This week, a study from Queensland University of Technology has revealed that sweets, vitamins and soy sauce containers could be MRI markers and serve as alternatives to commercial ones.
According to the findings, these and some other relatively cheap, common items have been shown to be consistently visible MRI markers when placed on a patient to pinpoint specific areas being scanned.
Dr Paige Little, Senior Research Fellow from the QUT Biomechanics and Spine Research Group, reported that in order to generate images of organs, bones and tissue, the MRI uses strong magnetic fields. This, combined with loud noises from the equipment, have created challenges for radiographers to perform MRI scans successfully on children.
This study has confirmed the use of inexpensive everyday items as an MRI marker.
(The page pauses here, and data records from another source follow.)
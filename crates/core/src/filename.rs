//! Version tokens inside file names.
//!
//! A version token is a `.v<digits>` segment that sits between two dots of the
//! final path component, e.g. `style.v12.css`. Only the final path component
//! is ever inspected or rewritten, so dotted directory names are left alone.

/// Where the version token is inserted.
#[derive(Debug, Clone, Copy, PartialEq, Eq, Default)]
pub enum Placement {
    /// Right after the base name: `app.min.js` → `app.v3.min.js`.
    #[default]
    Leading,
    /// Right before the final extension: `app.min.js` → `app.min.v3.js`.
    Trailing,
}

impl Placement {
    pub fn as_str(self) -> &'static str {
        match self {
            Placement::Leading => "leading",
            Placement::Trailing => "trailing",
        }
    }

    pub fn parse(raw: &str) -> Option<Self> {
        match raw.trim().to_ascii_lowercase().as_str() {
            "leading" | "start" | "basename" => Some(Placement::Leading),
            "trailing" | "end" | "extension" => Some(Placement::Trailing),
            _ => None,
        }
    }
}

#[derive(Debug, Clone, Copy, PartialEq, Eq)]
struct Token {
    /// Byte offset of the dot opening the token.
    start: usize,
    /// Byte offset of the dot closing the token.
    end: usize,
    version: u64,
}

/// Insert `.v<version>` into `filename`.
///
/// Returns the name unchanged when `version` is `None` or when the final path
/// component has no dot to anchor the token on.
pub fn versioned_name(filename: &str, version: Option<u64>, placement: Placement) -> String {
    let Some(version) = version else {
        return filename.to_string();
    };
    let (dir, base) = split_dir(filename);
    let anchor = match placement {
        Placement::Leading => base.find('.'),
        Placement::Trailing => base.rfind('.'),
    };
    let Some(anchor) = anchor else {
        return filename.to_string();
    };
    format!("{dir}{}.v{version}{}", &base[..anchor], &base[anchor..])
}

/// Version number carried by `filename`, if any.
pub fn extract_version(filename: &str) -> Option<u64> {
    let (_, base) = split_dir(filename);
    find_token(base).map(|token| token.version)
}

/// `filename` with its version token removed.
pub fn clean_name(filename: &str) -> String {
    let (dir, base) = split_dir(filename);
    match find_token(base) {
        Some(token) => format!("{dir}{}{}", &base[..token.start], &base[token.end..]),
        None => filename.to_string(),
    }
}

/// Counter variable implied by a file name: its last extension, or the whole
/// name when it has none.
pub fn infer_variable(filename: &str) -> &str {
    let (_, base) = split_dir(filename);
    match base.rfind('.') {
        Some(idx) => &base[idx + 1..],
        None => base,
    }
}

fn split_dir(filename: &str) -> (&str, &str) {
    match filename.rfind(['/', '\\']) {
        Some(idx) => filename.split_at(idx + 1),
        None => ("", filename),
    }
}

fn find_token(base: &str) -> Option<Token> {
    let dots: Vec<usize> = base.match_indices('.').map(|(idx, _)| idx).collect();
    dots.windows(2).find_map(|pair| {
        let (start, end) = (pair[0], pair[1]);
        parse_token(&base[start + 1..end]).map(|version| Token {
            start,
            end,
            version,
        })
    })
}

fn parse_token(segment: &str) -> Option<u64> {
    let digits = segment.strip_prefix('v')?;
    if digits.is_empty() || !digits.bytes().all(|b| b.is_ascii_digit()) {
        return None;
    }
    digits.parse().ok()
}

#[cfg(test)]
mod tests {
    use super::*;
    use pretty_assertions::assert_eq;

    #[test]
    fn leading_placement_follows_base_name() {
        assert_eq!(
            versioned_name("style.css", Some(12), Placement::Leading),
            "style.v12.css"
        );
        assert_eq!(
            versioned_name("app.min.js", Some(3), Placement::Leading),
            "app.v3.min.js"
        );
    }

    #[test]
    fn trailing_placement_precedes_extension() {
        assert_eq!(
            versioned_name("style.css", Some(12), Placement::Trailing),
            "style.v12.css"
        );
        assert_eq!(
            versioned_name("app.min.js", Some(3), Placement::Trailing),
            "app.min.v3.js"
        );
    }

    #[test]
    fn missing_version_leaves_name_alone() {
        assert_eq!(versioned_name("style.css", None, Placement::Leading), "style.css");
    }

    #[test]
    fn names_without_extension_are_not_stamped() {
        assert_eq!(versioned_name("Makefile", Some(2), Placement::Leading), "Makefile");
        assert_eq!(versioned_name("Makefile", Some(2), Placement::Trailing), "Makefile");
    }

    #[test]
    fn only_the_final_component_is_rewritten() {
        assert_eq!(
            versioned_name("build.out/css/site.css", Some(4), Placement::Leading),
            "build.out/css/site.v4.css"
        );
        assert_eq!(clean_name("build.out/css/site.v4.css"), "build.out/css/site.css");
        assert_eq!(extract_version("build.v9/site.css"), None);
    }

    #[test]
    fn extracts_versions() {
        assert_eq!(extract_version("style.v12.css"), Some(12));
        assert_eq!(extract_version("app.min.v3.js"), Some(3));
        assert_eq!(extract_version(".v7.env"), Some(7));
    }

    #[test]
    fn parse_misses_are_absent() {
        for name in [
            "style.css",
            "style.vendor.css",
            "style.v.css",
            "style.v12x.css",
            "style.v12",
            "v12.css",
            "Makefile",
        ] {
            assert_eq!(extract_version(name), None, "{name}");
            assert_eq!(clean_name(name), name);
        }
    }

    #[test]
    fn clean_name_strips_token_in_either_position() {
        assert_eq!(clean_name("style.v12.css"), "style.css");
        assert_eq!(clean_name("app.v3.min.js"), "app.min.js");
        assert_eq!(clean_name("app.min.v3.js"), "app.min.js");
    }

    #[test]
    fn clean_name_recovers_original_for_both_placements() {
        let names = [
            "style.css",
            "app.min.js",
            "a.b.c.d",
            ".env",
            "trailing.",
            "double..dot",
            "assets/app.bundle.js",
            "weird.v1",
            "Makefile",
        ];
        for name in names {
            for placement in [Placement::Leading, Placement::Trailing] {
                for version in [1, 7, 42, 1_000_000] {
                    let stamped = versioned_name(name, Some(version), placement);
                    assert_eq!(clean_name(&stamped), name, "{stamped}");
                }
            }
        }
    }

    #[test]
    fn infers_variable_from_last_extension() {
        assert_eq!(infer_variable("style.css"), "css");
        assert_eq!(infer_variable("dist/app.min.js"), "js");
        assert_eq!(infer_variable("Makefile"), "Makefile");
    }

    #[test]
    fn placement_parses_aliases() {
        assert_eq!(Placement::parse("END"), Some(Placement::Trailing));
        assert_eq!(Placement::parse("leading"), Some(Placement::Leading));
        assert_eq!(Placement::parse("middle"), None);
    }
}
Sweets such as a jelly babies or a plastic soy sauce container, could make the overall process less intimidating for children who are scared of the scans.
Dr Little also mentioned the group’s collaborative Sleep Posture research project wanted to look at alternatives to commercial markers , which often cost between $6 and $10 each. As the group conducted the study with 50 participants, the costs associated with getting each of them an individual marker were substantial.
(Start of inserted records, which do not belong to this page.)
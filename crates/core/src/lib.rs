//! # verkeep core
//!
//! Version counters for build artifacts, version tokens in file names, and
//! retention of old versioned copies.
//!
//! ## Flow
//!
//! ```text
//! Build output (site.css)
//!     │
//!     ├──> Batch (first file of a pass bumps, the rest reuse)
//!     │
//!     └──> VersionManager::process
//!            ├─> CounterStore   CSS_VERSION="12" → "13" (.env)
//!            ├─> filename       site.css → site.v13.css
//!            └─> Pruner         drop site.v7.css and older
//! ```
//!
//! ## Example
//!
//! ```no_run
//! use verkeep_core::{Settings, VersionManager};
//!
//! let settings = Settings::load(std::path::Path::new("."), None)?;
//! let mut manager = VersionManager::from_settings(settings);
//! let request = manager.request("dist/css", "site.css");
//! let outcome = manager.process(&request);
//!
//! println!("write to {:?}", outcome.name());
//! # Ok::<(), verkeep_core::VersionError>(())
//! ```

mod batch;
mod config;
mod counter_store;
mod error;
mod filename;
mod manager;
mod pruner;

pub use batch::{Batch, OutputFile, Stamped};
pub use config::{Settings, CONFIG_FILE_NAME, DEFAULT_ENV_FILE};
pub use counter_store::{variable_key, CounterBackend, CounterStore, EnvFile, InMemory};
pub use error::{Result, VersionError};
pub use filename::{clean_name, extract_version, infer_variable, versioned_name, Placement};
pub use manager::{ProcessOutcome, ProcessRequest, VersionManager};
pub use pruner::{
    LocalFs, PruneScope, PrunedFile, Pruner, Retention, VersionedDir, DEFAULT_KEEP,
};
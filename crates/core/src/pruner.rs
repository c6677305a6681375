use crate::filename::{clean_name, extract_version};
use crate::{Result, VersionError};
use serde::{Deserialize, Serialize};
use std::collections::BTreeMap;
use std::path::{Path, PathBuf};

pub const DEFAULT_KEEP: usize = 5;

/// Filesystem primitives the pruner needs.
pub trait VersionedDir {
    /// File names (not paths) of the regular files directly inside `dir`.
    fn list(&self, dir: &Path) -> Result<Vec<String>>;

    fn remove(&self, path: &Path) -> Result<()>;
}

/// The local filesystem.
#[derive(Debug, Clone, Copy, Default)]
pub struct LocalFs;

impl VersionedDir for LocalFs {
    fn list(&self, dir: &Path) -> Result<Vec<String>> {
        let list_err = |source| VersionError::ListDir {
            path: dir.to_path_buf(),
            source,
        };
        let mut names = Vec::new();
        for entry in std::fs::read_dir(dir).map_err(list_err)? {
            let entry = entry.map_err(list_err)?;
            let is_file = entry.file_type().map(|ty| ty.is_file()).unwrap_or(false);
            if !is_file {
                continue;
            }
            match entry.file_name().into_string() {
                Ok(name) => names.push(name),
                Err(raw) => log::debug!("Skipping non UTF-8 entry {raw:?}"),
            }
        }
        Ok(names)
    }

    fn remove(&self, path: &Path) -> Result<()> {
        std::fs::remove_file(path).map_err(|source| VersionError::Delete {
            path: path.to_path_buf(),
            source,
        })
    }
}

/// Which version families a prune pass touches.
#[derive(Debug, Clone, Copy, PartialEq, Eq, Default, Deserialize)]
#[serde(rename_all = "snake_case")]
pub enum PruneScope {
    /// Every versioned family found in the directory.
    #[default]
    Directory,
    /// Only the family whose clean name matches the original file.
    Family,
}

/// How many versions of a family survive a prune pass.
#[derive(Debug, Clone, Copy, PartialEq, Eq)]
pub struct Retention {
    keep: usize,
    counts_pending: bool,
}

impl Retention {
    /// `keep` includes a version that is about to be written, so only the
    /// newest `keep - 1` files already on disk survive.
    pub fn counting_pending(keep: usize) -> Self {
        Self {
            keep,
            counts_pending: true,
        }
    }

    /// `keep` counts only files already on disk.
    pub fn existing(keep: usize) -> Self {
        Self {
            keep,
            counts_pending: false,
        }
    }

    pub fn keep(&self) -> usize {
        self.keep
    }

    fn survivors(&self) -> usize {
        if self.counts_pending {
            self.keep.saturating_sub(1)
        } else {
            self.keep
        }
    }
}

impl Default for Retention {
    fn default() -> Self {
        Self::counting_pending(DEFAULT_KEEP)
    }
}

/// A file removed by a prune pass.
#[derive(Debug, Clone, PartialEq, Eq, Serialize)]
pub struct PrunedFile {
    pub path: PathBuf,
    pub clean_name: String,
    pub version: u64,
    /// Newer versions of the same family, the pending one included.
    pub behind: usize,
}

/// Groups versioned files by clean name and deletes the oldest ones.
#[derive(Debug, Clone, Default)]
pub struct Pruner<F = LocalFs> {
    fs: F,
    scope: PruneScope,
}

impl Pruner<LocalFs> {
    pub fn local(scope: PruneScope) -> Self {
        Self::new(LocalFs, scope)
    }
}

impl<F: VersionedDir> Pruner<F> {
    pub fn new(fs: F, scope: PruneScope) -> Self {
        Self { fs, scope }
    }

    pub fn scope(&self) -> PruneScope {
        self.scope
    }

    /// Delete versions of the files in `dir` beyond `retention`.
    ///
    /// An empty `dir` or `original` is a configuration mistake: it is logged and
    /// nothing is deleted. The first failed deletion aborts the pass.
    pub fn prune(
        &self,
        dir: &Path,
        original: &str,
        retention: Retention,
    ) -> Result<Vec<PrunedFile>> {
        if dir.as_os_str().is_empty() {
            log::warn!("A destination directory is required to look for versioned files");
            return Ok(Vec::new());
        }
        if original.trim().is_empty() {
            log::warn!(
                "An original file name is required before deleting versions in {}",
                dir.display()
            );
            return Ok(Vec::new());
        }

        let family = clean_name(original);
        let mut groups: BTreeMap<String, Vec<(u64, String)>> = BTreeMap::new();
        for name in self.fs.list(dir)? {
            let Some(version) = extract_version(&name) else {
                continue;
            };
            let clean = clean_name(&name);
            if self.scope == PruneScope::Family && clean != family {
                continue;
            }
            groups.entry(clean).or_default().push((version, name));
        }

        let pending = usize::from(retention.counts_pending);
        let mut deleted = Vec::new();
        for (clean, mut versions) in groups {
            versions.sort();
            let excess = versions.len().saturating_sub(retention.survivors());
            let total = versions.len();
            for (idx, (version, name)) in versions.into_iter().take(excess).enumerate() {
                let path = dir.join(&name);
                let behind = total - idx - 1 + pending;
                self.fs.remove(&path)?;
                log::info!(
                    "Deleted {}: {behind} versions behind retention limit of {}",
                    path.display(),
                    retention.keep()
                );
                deleted.push(PrunedFile {
                    path,
                    clean_name: clean.clone(),
                    version,
                    behind,
                });
            }
        }
        Ok(deleted)
    }
}
use serde::Serialize;
use std::path::PathBuf;
use verkeep_core::{ProcessOutcome, PrunedFile};

#[derive(Debug, Serialize)]
pub struct PruneReport {
    pub directory: PathBuf,
    pub original: String,
    pub keep: usize,
    pub deleted: Vec<PrunedFile>,
}

#[derive(Debug, Serialize)]
pub struct StampReport {
    pub destination: PathBuf,
    pub files: Vec<StampedEntry>,
}

#[derive(Debug, Serialize)]
pub struct StampedEntry {
    pub source: PathBuf,
    #[serde(skip_serializing_if = "Option::is_none")]
    pub output: Option<PathBuf>,
    #[serde(skip_serializing_if = "Option::is_none")]
    pub outcome: Option<ProcessOutcome>,
}

impl StampReport {
    pub fn written(&self) -> usize {
        self.files.iter().filter(|f| f.output.is_some()).count()
    }
}
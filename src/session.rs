//! # Session lookup
//!
//! Account management lives outside this service. Clients present a
//! bearer token with their `init` command and the token table loaded
//! from the configuration resolves it to an opaque user id, the same
//! contract a cookie-backed session provider would offer.
use serde::{Deserialize, Serialize};
use std::collections::HashMap;
use std::fmt;

/// Opaque id of a note owner
#[derive(Debug, Clone, PartialEq, Eq, Hash, Serialize, Deserialize)]
pub struct UserId(String);

impl UserId {
    pub fn as_str(&self) -> &str {
        &self.0
    }
}

impl fmt::Display for UserId {
    fn fmt(&self, f: &mut fmt::Formatter<'_>) -> fmt::Result {
        self.0.fmt(f)
    }
}

impl From<&str> for UserId {
    fn from(id: &str) -> UserId {
        UserId(id.to_owned())
    }
}

impl From<String> for UserId {
    fn from(id: String) -> UserId {
        UserId(id)
    }
}

/// A resolved session
#[derive(Debug, Clone)]
pub struct Session {
    pub user: UserId,
}

/// The token table
#[derive(Debug, Default)]
pub struct Sessions {
    tokens: HashMap<String, UserId>,
}

impl Sessions {
    pub fn from_tokens(tokens: HashMap<String, String>) -> Self {
        Self {
            tokens: tokens
                .into_iter()
                .map(|(token, user)| (token, UserId::from(user)))
                .collect(),
        }
    }

    /// Resolve a bearer token. `None` means the caller is not
    /// authenticated; no distinction is made between unknown and
    /// expired tokens.
    pub fn get_session(&self, token: &str) -> Option<Session> {
        self.tokens.get(token).map(|user| Session {
            user: user.clone(),
        })
    }
}

#[cfg(test)]
mod tests {
    use super::Sessions;
    use std::collections::HashMap;

    fn sessions() -> Sessions {
        let mut tokens = HashMap::new();
        tokens.insert(String::from("alpha-token"), String::from("user-1"));
        Sessions::from_tokens(tokens)
    }

    #[test]
    fn known_token_resolves() {
        let session = sessions().get_session("alpha-token").unwrap();
        assert_eq!(session.user.as_str(), "user-1");
    }

    #[test]
    fn unknown_token_does_not() {
        assert!(sessions().get_session("beta-token").is_none());
    }
}
//! # Stored content helpers
//!
//! An editing surface re-opens a note from whatever the store holds,
//! which may predate sanitization rules or even JSON storage. Parsing is
//! therefore forgiving: nothing here errors, unparseable content is
//! handed back as-is for the editor to treat as plain text.
use serde::{Serialize, Serializer};
use serde_json::Value;

/// Stored note content, prepared for an editor surface
#[derive(Debug, Clone, PartialEq)]
pub enum ParsedContent {
    /// Nothing stored yet
    Empty,
    /// Stored content that was not valid JSON, passed through untouched
    Raw(String),
    /// A parsed document value
    Document(Value),
}

/// Serializes as what an editor expects to be seeded with: the parsed
/// document, the raw string, or an empty string.
impl Serialize for ParsedContent {
    fn serialize<S: Serializer>(&self, serializer: S) -> Result<S::Ok, S::Error> {
        match self {
            ParsedContent::Empty => serializer.serialize_str(""),
            ParsedContent::Raw(text) => serializer.serialize_str(text),
            ParsedContent::Document(value) => value.serialize(serializer),
        }
    }
}

/// Parse stored note content.
pub fn parse_content(content: Option<&str>) -> ParsedContent {
    match content {
        None | Some("") => ParsedContent::Empty,
        Some(text) => match serde_json::from_str(text) {
            Ok(value) => ParsedContent::Document(value),
            Err(_) => ParsedContent::Raw(text.to_owned()),
        },
    }
}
It was important to find a marker that was small, cheap and easily sourced, which could also be visible on MRI and distinguishable from bone and soft tissue.
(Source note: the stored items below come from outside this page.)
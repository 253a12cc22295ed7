//! # Input validation
//!
//! Shape checks for the write paths: presence, length, id syntax. What
//! the content *says* is the sanitizer's concern, not this module's.
use displaydoc::Display;
use serde::Deserialize;
use thiserror::Error;
use uuid::Uuid;

/// Longest accepted title, in characters
const TITLE_MAX: usize = 200;

/// A rejected input field
#[derive(Debug, Clone, Copy, PartialEq, Eq, Error, Display)]
pub enum ValidationError {
    /// Title is required
    TitleRequired,
    /// Title is too long
    TitleTooLong,
    /// Content is required
    ContentRequired,
    /// Invalid note ID
    InvalidNoteId,
    /// Invalid sharing flag
    InvalidSharingFlag,
}

impl ValidationError {
    /// The input field the error belongs to
    pub fn field(&self) -> &'static str {
        match self {
            ValidationError::TitleRequired | ValidationError::TitleTooLong => "title",
            ValidationError::ContentRequired => "content_json",
            ValidationError::InvalidNoteId => "id",
            ValidationError::InvalidSharingFlag => "enable",
        }
    }
}

/// Raw fields of a create/update payload, before validation
#[derive(Debug, Clone, Default, Deserialize)]
pub struct NoteParams {
    #[serde(default)]
    pub id: Option<String>,
    #[serde(default)]
    pub title: Option<String>,
    #[serde(default)]
    pub content_json: Option<String>,
}

/// A validated create request
#[derive(Debug, Clone, PartialEq, Eq)]
pub struct CreateNote {
    pub title: String,
    pub content_json: String,
}

/// A validated update request
#[derive(Debug, Clone, PartialEq, Eq)]
pub struct UpdateNote {
    pub id: Uuid,
    pub title: String,
    pub content_json: String,
}

/// A validated sharing toggle
#[derive(Debug, Clone, PartialEq, Eq)]
pub struct ToggleSharing {
    pub note_id: String,
    pub enable: bool,
}

fn validate_title(title: Option<String>) -> Result<String, ValidationError> {
    let title = title.unwrap_or_default();
    if title.is_empty() {
        return Err(ValidationError::TitleRequired);
    }
    if title.chars().count() > TITLE_MAX {
        return Err(ValidationError::TitleTooLong);
    }
    Ok(title)
}

fn validate_content(content: Option<String>) -> Result<String, ValidationError> {
    match content {
        Some(content) if !content.is_empty() => Ok(content),
        _ => Err(ValidationError::ContentRequired),
    }
}

pub fn validate_create(params: NoteParams) -> Result<CreateNote, ValidationError> {
    Ok(CreateNote {
        title: validate_title(params.title)?,
        content_json: validate_content(params.content_json)?,
    })
}

pub fn validate_update(params: NoteParams) -> Result<UpdateNote, ValidationError> {
    let id = params
        .id
        .as_deref()
        .and_then(|id| Uuid::parse_str(id).ok())
        .ok_or(ValidationError::InvalidNoteId)?;
    Ok(UpdateNote {
        id,
        title: validate_title(params.title)?,
        content_json: validate_content(params.content_json)?,
    })
}

/// The sharing flag arrives as a form value; only the literal strings
/// `true` and `false` are accepted.
pub fn validate_sharing(note_id: &str, enable: &str) -> Result<ToggleSharing, ValidationError> {
    let enable = match enable {
        "true" => true,
        "false" => false,
        _ => return Err(ValidationError::InvalidSharingFlag),
    };
    Ok(ToggleSharing {
        note_id: note_id.to_owned(),
        enable,
    })
}

#[cfg(test)]
mod tests {
    use super::{
        validate_create, validate_sharing, validate_update, NoteParams, ValidationError,
    };

    fn params(id: Option<&str>, title: &str, content: &str) -> NoteParams {
        NoteParams {
            id: id.map(str::to_owned),
            title: Some(title.to_owned()),
            content_json: Some(content.to_owned()),
        }
    }

    #[test]
    fn create_accepts_title_and_content() {
        let form = validate_create(params(None, "My Note", r#"{"type":"doc","content":[]}"#));
        assert!(form.is_ok());
    }

    #[test]
    fn create_rejects_empty_title() {
        let err = validate_create(params(None, "", r#"{"type":"doc"}"#)).unwrap_err();
        assert_eq!(err, ValidationError::TitleRequired);
        assert_eq!(err.field(), "title");
        assert_eq!(err.to_string(), "Title is required");
    }

    #[test]
    fn create_rejects_overlong_title() {
        let long = "a".repeat(201);
        let err = validate_create(params(None, &long, r#"{"type":"doc"}"#)).unwrap_err();
        assert_eq!(err, ValidationError::TitleTooLong);
        assert_eq!(err.to_string(), "Title is too long");
    }

    #[test]
    fn title_length_is_measured_in_chars() {
        let long = "ä".repeat(200);
        assert!(validate_create(params(None, &long, r#"{"type":"doc"}"#)).is_ok());
    }

    #[test]
    fn create_rejects_empty_content() {
        let err = validate_create(params(None, "My Note", "")).unwrap_err();
        assert_eq!(err, ValidationError::ContentRequired);
        assert_eq!(err.to_string(), "Content is required");
    }

    #[test]
    fn update_accepts_a_uuid_id() {
        let form = validate_update(params(
            Some("550e8400-e29b-41d4-a716-446655440000"),
            "Updated Note",
            r#"{"type":"doc","content":[]}"#,
        ));
        assert!(form.is_ok());
    }

    #[test]
    fn update_rejects_a_malformed_id() {
        let err =
            validate_update(params(Some("not-a-uuid"), "My Note", r#"{"type":"doc"}"#)).unwrap_err();
        assert_eq!(err, ValidationError::InvalidNoteId);
        assert_eq!(err.to_string(), "Invalid note ID");
    }

    #[test]
    fn sharing_flag_normalizes_to_bool() {
        assert!(validate_sharing("some-id", "true").unwrap().enable);
        assert!(!validate_sharing("some-id", "false").unwrap().enable);
    }

    #[test]
    fn sharing_flag_accepts_only_the_literals() {
        let err = validate_sharing("some-id", "yes").unwrap_err();
        assert_eq!(err, ValidationError::InvalidSharingFlag);
    }
}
All of the alternative markers, alongside a commercial product for comparison, were tested and scanned at Mater Medical Imaging using the five most commonly ordered MRI sequences.
Not all of the testers generated equivalent results. The visibility of some items, like the coffee bean, was poor, but the vitamin D capsule proved to be the best substitute for a commercial marker on all of the tests. Especially for smaller areas of the body like the fingers and toes. The jelly baby sweets, soy sauce container, and fish oil capsules were also viable alternatives for some of the MRI sequences, not all.
Depending on what had to be done, these four items were cheap and could serve as reliable alternatives to a commercial marker. This could greatly help to reduce any medical imaging department’s overall costs where necessary.
On top of that benefit, using familiar items could help to make the medical imaging process a lot less frightening for children.
Dr Little said that while the study has not tested at what point the cheaper alternatives might rupture and spill contents, the research group has since been using the vitamin D capsules routinely in its spinal studies. And in the Sealy of Australia-supported ‘Science of Sleep’ project, multiple markers were used throughout the MRI scanning sessions, and none had ruptured or degraded.